Title: | Compute a Cyclist's Eddington Number |
Version: | 4.2.0 |
Description: | Compute a cyclist's Eddington number, including efficiently computing cumulative E over a vector. A cyclist's Eddington number https://en.wikipedia.org/wiki/Arthur_Eddington#Eddington_number_for_cycling is the maximum number satisfying the condition such that a cyclist has ridden E miles or greater on E distinct days. The algorithm in this package is an improvement over the conventional approach because both summary statistics and cumulative statistics can be computed in linear time, since it does not require initial sorting of the data. These functions may also be used for computing h-indices for authors, a metric described by Hirsch (2005) <doi:10.1073/pnas.0507655102>. Both are specific applications of computing the side length of a Durfee square https://en.wikipedia.org/wiki/Durfee_square. |
License: | GPL-2 | GPL-3 [expanded from: GPL (≥ 2)] |
Encoding: | UTF-8 |
LazyData: | true |
Depends: | R (≥ 4.2.0) |
LinkingTo: | Rcpp |
Imports: | Rcpp, R6, methods, xml2 |
Suggests: | testthat, knitr, rmarkdown, stats, dplyr |
SystemRequirements: | C++17 |
VignetteBuilder: | knitr |
RoxygenNote: | 7.2.3 |
URL: | https://github.com/pegeler/eddington2 |
BugReports: | https://github.com/pegeler/eddington2/issues |
NeedsCompilation: | yes |
Packaged: | 2024-08-16 05:56:52 UTC; pablo |
Author: | Paul Egeler [aut, cre], Tashi Reigle [ctb] |
Maintainer: | Paul Egeler <paulegeler@gmail.com> |
Repository: | CRAN |
Date/Publication: | 2024-08-16 20:10:02 UTC |
Calculate the cumulative Eddington number
Description
This function is much like E_num
except it provides
a cumulative Eddington number over the vector rather than a single summary
number.
Usage
E_cum(rides)
Arguments
rides |
A vector of mileage, where each element represents a single day. |
Value
An integer vector the same length as rides
.
See Also
Get the number of rides required to increment to the next Eddington number
Description
Get the number of rides required to increment to the next Eddington number.
Usage
E_next(rides)
Arguments
rides |
A vector of mileage, where each element represents a single day. |
Value
A named list with the current Eddington number (E
) and the
number of rides required to increment by one (req
).
See Also
Get the Eddington number for cycling
Description
Gets the Eddington number for cycling. The Eddington Number for cycling, E, is the maximum number where a cyclist has ridden E miles on E distinct days.
Usage
E_num(rides)
Arguments
rides |
A vector of mileage, where each element represents a single day. |
Details
The Eddington Number for cycling is related to computing the rank of an integer partition, which is the same as computing the side length of its Durfee square. Another relevant application of this metric is computing the Hirsch index (doi:10.1073/pnas.0507655102) for publications.
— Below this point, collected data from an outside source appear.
//! Constants for board dimensions and search parameters.
//!
//! # Board Size Configuration
//!
//! The board size is controlled by Cargo features:
//! - `board9x9` (default): 9x9 board
//! - `board19x19`: 19x19 board
//!
//! To compile for a specific board size:
//! ```sh
//! cargo build                                               # 9x9 (default)
//! cargo build --no-default-features --features board19x19   # 19x19
//! ```

// =============================================================================
// Board Geometry
// =============================================================================

/// Board size (NxN).
#[cfg(feature = "board9x9")]
pub const N: usize = 9;

#[cfg(feature = "board19x19")]
pub const N: usize = 19;

// Compile-time check: exactly one board size feature must be enabled
#[cfg(all(feature = "board9x9", feature = "board19x19"))]
compile_error!("Cannot enable both 'board9x9' and 'board19x19' features at the same time");

#[cfg(not(any(feature = "board9x9", feature = "board19x19")))]
compile_error!("Must enable exactly one board size feature: 'board9x9' or 'board19x19'");

/// Number of points on the board.
pub const NUM_POINTS: usize = N * N;

/// N * N possible points on the board, plus pass.
pub const NUM_MOVES: usize = NUM_POINTS + 1;

/// Hard ceiling on game length: 505 moves for 19x19, 113 for 9x9.
pub const MAX_SEARCH_DEPTH: usize = NUM_POINTS * 14 / 10;

// =============================================================================
// Game Parameters
// =============================================================================

/// Default komi (compensation points added to White's score).
pub const DEFAULT_KOMI: f32 = 7.5;

/// Alpha for the Dirichlet noise mixed into the root priors, scaled so that
/// smaller boards get proportionally stronger noise per point.
pub const DIRICHLET_ALPHA: f32 = 0.03 * 361.0 / (NUM_POINTS as f32);

/// Minimum move number before the whole-board pass-alive check runs after
/// each played move.
pub const MIN_PASS_ALIVE_MOVES: usize = NUM_POINTS / 2;

// =============================================================================
// Tree Search Parameters
// =============================================================================

/// Base term of the PUCT exploration scale:
/// `U_scale = 2 * (ln((1 + N + UCT_BASE) / UCT_BASE) + UCT_INIT)`.
pub const UCT_BASE: f32 = 19652.0;

/// Initial term of the PUCT exploration scale.
pub const UCT_INIT: f32 = 1.25;

/// A cache of all ancestor stone hashes is installed in the search tree every
/// this many plies, bounding the superko check to a short parent walk.
pub const SUPERKO_CACHE_STRIDE: usize = 8;

/// Moves below this number are soft-picked (sampled proportionally to visit
/// counts) rather than played greedily. 30 on a 19x19, scaled by board area.
pub const SOFT_PICK_CUTOFF: usize = 1 + 29 * NUM_POINTS / 361;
This is not to be confused with the
Eddington Number in
astrophysics, N_{Edd}
, which represents the number of protons in the
observable universe.
Value
An integer which is the Eddington cycling number for the data provided.
See Also
Examples
# Randomly generate a set of 15 rides
rides <- rgamma(15, shape = 2, scale = 10)
# View the rides sorted in decreasing order
stats::setNames(sort(rides, decreasing = TRUE), seq_along(rides))
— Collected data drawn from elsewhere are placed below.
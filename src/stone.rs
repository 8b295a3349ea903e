//! Packed stone representation.

use crate::color::Color;
use crate::group::GroupId;

/// Either a stone on the board or, when `is_empty() == true`, an empty point.
///
/// Packed into 16 bits: the low 2 bits hold the color, the high 14 bits hold
/// the id of the group the stone belongs to. An empty point is all-zero.
#[derive(Copy, Clone, Default, PartialEq, Eq)]
pub struct Stone(u16);

impl Stone {
    #[inline]
    pub fn new(color: Color, group_id: GroupId) -> Stone {
        debug_assert!(color != Color::Empty);
        Stone(color as u16 | (group_id << 2))
    }

    #[inline]
    pub fn is_empty(self) -> bool {
        self.0 == 0
    }

    #[inline]
    pub fn color(self) -> Color {
        Color::from_u8((self.0 & 3) as u8)
    }

    #[inline]
    pub fn group_id(self) -> GroupId {
        self.0 >> 2
    }
}

impl std::fmt::Debug for Stone {
    fn fmt(&self, f: &mut std::fmt::Formatter<'_>) -> std::fmt::Result {
        if self.is_empty() {
            write!(f, "Stone(empty)")
        } else {
            write!(f, "Stone({} g{})", self.color(), self.group_id())
        }
    }
}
# Get the Eddington number
E_num(rides)
Determine the number of additional rides required to achieve a specified Eddington number
Description
Determine the number of additional rides required to achieve a specified Eddington number.
Usage
E_req(rides, candidate)
Arguments
rides |
A vector of mileage, where each element represents a single day. |
candidate |
The Eddington number to test for. |
Value
An integer vector of length 1. Returns 0L
if E is
already achieved.
See Also
Determine if a dataset satisfies a specified Eddington number
Description
Indicates whether a certain Eddington number is satisfied, given the data.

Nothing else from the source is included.